Help Desk Software
2005 - 2011 Tacoma Fog Light Installation
These notes are an account of what I did. I am sharing them in case someone is looking to do this too and can benefit from my install. This is not intended to be a definitive install guide. Do not attempt this if you are not comfortable doing basic wiring – hire a pro.
Before starting I collected the following stuff:
• 14 gauge primary wire (10 feet each of black and red)
1 Tacoma fog light kit from Toyotapart.com. It ccomes with the lamp housings (2), bulbs (2), 30 amp relay, dash switch, connectors for all and repair wires. This is the $416.91 kit.
The light housings are very simple. Nothing gets removed – it just pops into place as is. The white nut at the bottom is used to adjust the angle (attitude) of the lamps after installed. These seem like they could break if too much force is used during install.

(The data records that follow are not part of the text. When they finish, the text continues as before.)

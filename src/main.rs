use std::path::Path;
use std::time::Duration;

use tracing::{error, info};

use mooshak::channel;
use mooshak::config::SimConfig;
use mooshak::error::Result;
use mooshak::interface::initialize_mouse;
use mooshak::maze::Maze;
use mooshak::mouse::Mouse;
use mooshak::solver::{Algorithm, CostParams, IncrementalSolver};
use mooshak::view::shared_view;
use mooshak::world::World;

fn main() -> Result<()> {
    tracing_subscriber::fmt()
        .with_env_filter(
            tracing_subscriber::EnvFilter::from_default_env()
                .add_directive("mooshak=info".parse().unwrap()),
        )
        .init();

    let args: Vec<String> = std::env::args().collect();
    let config = if args.len() > 1 {
        let config_path = Path::new(&args[1]);
        info!("Loading configuration from {:?}", config_path);
        SimConfig::load(config_path)?
    } else if Path::new("mooshak.toml").exists() {
        info!("Loading configuration from mooshak.toml");
        SimConfig::load(Path::new("mooshak.toml"))?
    } else {
        info!("Using default configuration");
        SimConfig::default()
    };

    info!("Mooshak v{}", env!("CARGO_PKG_VERSION"));

    let maze = match &config.simulation.maze_file {
        Some(path) => {
            info!("Loading maze from {:?}", path);
            Maze::load(path)?
        }
        None => {
            info!("No maze file configured, using an open 16x16 maze");
            Maze::open(16, 16)
        }
    };
    info!(
        "Maze {}x{}, goal region {:?}",
        maze.width(),
        maze.height(),
        maze.goal_region()
    );

    let view = shared_view(&maze);
    let world = World::new(maze, Mouse::placeholder(), &config);

    let physics_world = world.clone();
    let physics = std::thread::Builder::new()
        .name("physics".to_string())
        .spawn(move || physics_world.simulate())?;

    let result = if config.algorithm.name.is_some() {
        run_external(&config, &world, view)
    } else {
        run_builtin(&config, &world, view)
    };
    if let Err(e) = &result {
        error!("Run failed: {}", e);
    }

    world.shutdown();
    if physics.join().is_err() {
        error!("Physics thread panicked");
    }
    result
}

/// Drive the built-in incremental solver on its own thread, monitoring
/// from here like any other algorithm.
fn run_builtin(config: &SimConfig, world: &World, view: mooshak::view::SharedView) -> Result<()> {
    let mut solver = IncrementalSolver::new(
        world.with_state(|s| s.maze.width()),
        world.with_state(|s| s.maze.height()),
        CostParams::from(&config.solver),
    );
    let options = solver.options();
    let iface = initialize_mouse(world, &view, &options, &config.algorithm.mice_dir)?;

    let solver_world = world.clone();
    let handle = std::thread::Builder::new()
        .name("solver".to_string())
        .spawn(move || {
            let result = solver.solve(&iface);
            solver_world.shutdown();
            result
        })?;

    monitor(world);
    match handle.join() {
        Ok(result) => result,
        Err(_) => {
            error!("Solver thread panicked");
            Ok(())
        }
    }
}

/// Build and launch the configured external algorithm, then supervise
/// it until it exits or the world shuts down.
fn run_external(config: &SimConfig, world: &World, view: mooshak::view::SharedView) -> Result<()> {
    let algo = channel::run_external(config, world.clone(), view)?;
    monitor(world);
    algo.join();
    Ok(())
}

/// Main-thread wait loop: sleep until shutdown is requested.
fn monitor(world: &World) {
    let check_interval = Duration::from_millis(100);
    while !world.is_shutdown() {
        std::thread::sleep(check_interval);
    }
}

To remove the dummy inserts, I crawled under the front bumper, looked up, and found that by simply pressing the plastic tab, the whole thing popped out. There is a tab on both sides, but I found that popping one was enough to free the insert.This picture was taken from below the front bumper.

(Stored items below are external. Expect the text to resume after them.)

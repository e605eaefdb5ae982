//! Binary min-heap over the solver's cell arena with back-indexed
//! slots: every `Info` record stores its own position in the heap's
//! backing array, so an improved distance is a direct O(log n)
//! decrease-key instead of a linear scan.

use crate::maze::Direction;

use super::Info;

/// Sentinel slot meaning "not currently in the heap".
pub const NOT_IN_HEAP: u16 = u16::MAX;

/// Frontier ordering: smallest distance first; among equal distances
/// prefer the longer straight run (fewer projected turns), then the
/// fixed direction priority order for determinism.
fn before(a: &Info, b: &Info) -> bool {
    if a.distance != b.distance {
        return a.distance < b.distance;
    }
    if a.run_len != b.run_len {
        return a.run_len > b.run_len;
    }
    Direction::ALL
        .iter()
        .position(|d| *d == a.heading)
        .unwrap_or(usize::MAX)
        < Direction::ALL
            .iter()
            .position(|d| *d == b.heading)
            .unwrap_or(usize::MAX)
}

/// Min-heap of cell indices into the solver's `Info` arena. The arena
/// is passed into every operation so the heap itself stays a plain
/// index vector.
#[derive(Debug, Default)]
pub struct InfoHeap {
    slots: Vec<u16>,
}

impl InfoHeap {
    pub fn new() -> InfoHeap {
        InfoHeap { slots: Vec::new() }
    }

    /// Drop all entries. Stale `heap_slot` values in the arena are
    /// harmless: a new epoch overwrites them on first touch.
    pub fn clear(&mut self) {
        self.slots.clear();
    }

    /// Insert a cell not currently in the heap.
    pub fn push(&mut self, arena: &mut [Info], cell: u16) {
        let slot = self.slots.len();
        self.slots.push(cell);
        arena[cell as usize].heap_slot = slot as u16;
        self.sift_up(arena, slot);
    }

    /// Remove and return the cell with the smallest distance.
    pub fn pop(&mut self, arena: &mut [Info]) -> Option<u16> {
        let top = *self.slots.first()?;
        arena[top as usize].heap_slot = NOT_IN_HEAP;
        let last = self.slots.len() - 1;
        if last > 0 {
            self.slots.swap(0, last);
            arena[self.slots[0] as usize].heap_slot = 0;
        }
        self.slots.pop();
        if !self.slots.is_empty() {
            self.sift_down(arena, 0);
        }
        Some(top)
    }

    /// Restore heap order after a cell's distance improved in place.
    pub fn decrease(&mut self, arena: &mut [Info], cell: u16) {
        let slot = arena[cell as usize].heap_slot;
        debug_assert_ne!(slot, NOT_IN_HEAP);
        self.sift_up(arena, slot as usize);
    }

    /// Swap two slots, keeping both records' back-indices in step.
    fn swap(&mut self, arena: &mut [Info], a: usize, b: usize) {
        self.slots.swap(a, b);
        arena[self.slots[a] as usize].heap_slot = a as u16;
        arena[self.slots[b] as usize].heap_slot = b as u16;
    }

    fn sift_up(&mut self, arena: &mut [Info], mut slot: usize) {
        while slot > 0 {
            let parent = (slot - 1) / 2;
            if before(
                &arena[self.slots[slot] as usize],
                &arena[self.slots[parent] as usize],
            ) {
                self.swap(arena, slot, parent);
                slot = parent;
            } else {
                break;
            }
        }
    }

    fn sift_down(&mut self, arena: &mut [Info], mut slot: usize) {
        loop {
            let mut smallest = slot;
            for child in [2 * slot + 1, 2 * slot + 2] {
                if child < self.slots.len()
                    && before(
                        &arena[self.slots[child] as usize],
                        &arena[self.slots[smallest] as usize],
                    )
                {
                    smallest = child;
                }
            }
            if smallest == slot {
                break;
            }
            self.swap(arena, slot, smallest);
            slot = smallest;
        }
    }
}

The dummy inserts pop out easily. It was pretty obvious how the fog lamp housing had to go in once the insert was out of the way.
These are my dummy inserts removed. Nice cup holder or change bin?
The fog light housing just slides in where the dummy insert came out. The bottom post goes into the molded hole in the bumper. There is a lot of plastic here, so I was careful to not force anything too hard.
One light housing in. Actually this one was still loose. I made sure the two side posts and rear anchor point were better secured after taking this picture.
Now both housings are in place.
I had to move the adjuster nearly all the way out to get a solid connection in the hole. The white wheel is easy to access from below the truck, so I figured I would adjust it back later (though no real adjustment was needed in the end).
This picture just shows the bulb and bulb connector in place on the harness.
Pin 87a is not needed. Must be they use the same relay for DRL’s or something like that.
The lower part of the big wire trunk passes through the firewall into the cab. I followed this and found a cool “extra” wire pass through that worked perfect for the fog light switch (next page for pass through).
Here are my switch wires passing through the firewall into the cab. They pop through on the inside just above the left foot rest.
Here is a side shot of the switch used in the kit.
After connecting the switch wires, I gently pulled the excess back into the engine compartment . I neatened everything up with wire ties afterward. Here the switch is installed into the factory switch location. Everything on the cab side is now neatly in place. Extra wire was pulled back into the engine compartment and all wires were wire-tied to existing wire harnesses under the dash. I had to be especially careful to keep the wires away from my clutch pedal. Looks pretty damn good if I do say so myself!
I disconnected the driver’s side parking lamp connector and tapped my relay to it using a pretty standard crimp-style 14 gauge wire tap/splice. The green wire for me was positive, verified by voltmeter before cutting in.
The last thing I did was connect to the positive terminal of the battery. I loosened the nut behind the terminal and slide the spade connector under. I had to widen the gap on the space connector first with a pair of pliers.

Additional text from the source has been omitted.